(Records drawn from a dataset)

>>>

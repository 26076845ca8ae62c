// src/main.rs

use execflow::{cli, logging, run};

#[tokio::main]
async fn main() {
    match run_main().await {
        Ok(code) => std::process::exit(code),
        Err(err) => {
            eprintln!("execflow error: {err:?}");
            std::process::exit(1);
        }
    }
}

async fn run_main() -> anyhow::Result<i32> {
    let args = cli::parse();
    logging::init_logging(args.log_level)?;
    run(args).await
}
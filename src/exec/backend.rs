// src/exec/backend.rs

//! Pluggable execution back-end abstraction.
//!
//! The orchestrator talks to an `ExecutionAdapter` instead of a concrete
//! transport, so the job state machine is written once:
//!
//! - [`RemoteAdapter`](super::RemoteAdapter) polls an HTTP execution service
//!   on a fixed interval.
//! - [`SubprocessAdapter`](super::SubprocessAdapter) spawns a local process
//!   and pushes its output lines as they arrive.
//! - Tests can provide their own adapter that scripts logs and outcomes.
//!
//! The two transports differ only in [`ExecutionAdapter::wait_for_activity`]:
//! a fixed sleep for pull delivery, a wake-up on new output for push.

use std::fmt;
use std::sync::Arc;

use serde_json::Value;

use crate::config::ConfigFile;
use crate::errors::{AdapterError, Result};
use crate::job::ExecutionRequest;
use crate::types::{AdapterKind, BoxFuture};

use super::{RemoteAdapter, SubprocessAdapter};

/// Opaque handle returned by `submit`, identifying one execution on the
/// back-end.
#[derive(Debug, Clone, PartialEq, Eq, Hash)]
pub struct ExecutionHandle(String);

impl ExecutionHandle {
    pub fn new(raw: impl Into<String>) -> Self {
        Self(raw.into())
    }

    pub fn as_str(&self) -> &str {
        &self.0
    }
}

impl fmt::Display for ExecutionHandle {
    fn fmt(&self, f: &mut fmt::Formatter<'_>) -> fmt::Result {
        f.write_str(&self.0)
    }
}

/// Status of an execution as reported by the back-end.
#[derive(Debug, Clone, PartialEq)]
pub enum EngineStatus {
    Running,
    Succeeded {
        result: Value,
    },
    Failed {
        /// Engine-supplied error text, preserved verbatim.
        error: String,
        result: Option<Value>,
    },
}

impl EngineStatus {
    pub fn is_terminal(&self) -> bool {
        !matches!(self, EngineStatus::Running)
    }
}

/// Capability shared by every execution back-end.
pub trait ExecutionAdapter: Send + Sync {
    /// Short name used in logs.
    fn name(&self) -> &'static str;

    /// Adapter-specific checks run before a job record is created.
    fn validate(&self, _request: &ExecutionRequest) -> std::result::Result<(), AdapterError> {
        Ok(())
    }

    /// Start an execution. Must return once the back-end has accepted it,
    /// not when it finishes.
    fn submit<'a>(
        &'a self,
        request: &'a ExecutionRequest,
    ) -> BoxFuture<'a, std::result::Result<ExecutionHandle, AdapterError>>;

    /// Suspend until it is worth polling again.
    fn wait_for_activity<'a>(&'a self, handle: &'a ExecutionHandle) -> BoxFuture<'a, ()>;

    /// Lines produced after the first `since` lines, in order. May be empty.
    fn poll_logs<'a>(
        &'a self,
        handle: &'a ExecutionHandle,
        since: usize,
    ) -> BoxFuture<'a, std::result::Result<Vec<String>, AdapterError>>;

    fn poll_status<'a>(
        &'a self,
        handle: &'a ExecutionHandle,
    ) -> BoxFuture<'a, std::result::Result<EngineStatus, AdapterError>>;

    /// Best-effort termination request; the execution may keep running for a
    /// while after this returns.
    fn cancel<'a>(
        &'a self,
        handle: &'a ExecutionHandle,
    ) -> BoxFuture<'a, std::result::Result<(), AdapterError>>;

    /// Forget any per-handle state once the job is finalised.
    fn release(&self, _handle: &ExecutionHandle) {}
}

/// Build the adapter selected by `[adapter].kind`.
pub fn build_adapter(cfg: &ConfigFile) -> Result<Arc<dyn ExecutionAdapter>> {
    match cfg.adapter {
        AdapterKind::Remote => {
            let adapter = RemoteAdapter::new(&cfg.remote).map_err(anyhow::Error::from)?;
            Ok(Arc::new(adapter))
        }
        AdapterKind::Subprocess => Ok(Arc::new(SubprocessAdapter::new(cfg.subprocess.clone()))),
    }
}
// src/job/mod.rs

//! Job records and the requests they are built from.
//!
//! - [`record`] holds [`JobRecord`], the persisted state of one execution,
//!   together with the methods that enforce its state machine.
//! - [`request`] turns the caller's opaque parameter map into a typed
//!   [`ExecutionRequest`] for the adapters.

pub mod record;
pub mod request;

use std::fmt;
use std::str::FromStr;

use serde::{Deserialize, Serialize};
use uuid::Uuid;

pub use record::{JobRecord, LogLine};
pub use request::ExecutionRequest;

/// Opaque identity of a job, assigned at creation.
#[derive(Debug, Clone, Copy, PartialEq, Eq, Hash, PartialOrd, Ord, Serialize, Deserialize)]
#[serde(transparent)]
pub struct JobId(Uuid);

impl JobId {
    pub fn new() -> Self {
        Self(Uuid::new_v4())
    }
}

impl Default for JobId {
    fn default() -> Self {
        Self::new()
    }
}

impl fmt::Display for JobId {
    fn fmt(&self, f: &mut fmt::Formatter<'_>) -> fmt::Result {
        self.0.fmt(f)
    }
}

impl FromStr for JobId {
    type Err = uuid::Error;

    fn from_str(s: &str) -> Result<Self, Self::Err> {
        Uuid::parse_str(s.trim()).map(JobId)
    }
}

<<<

* How to complete this task *
Copy each line of the data above that holds "fixed".

* Exercise result *
//!   on a fixed interval.
//! a fixed sleep for pull delivery, a wake-up on new output for push.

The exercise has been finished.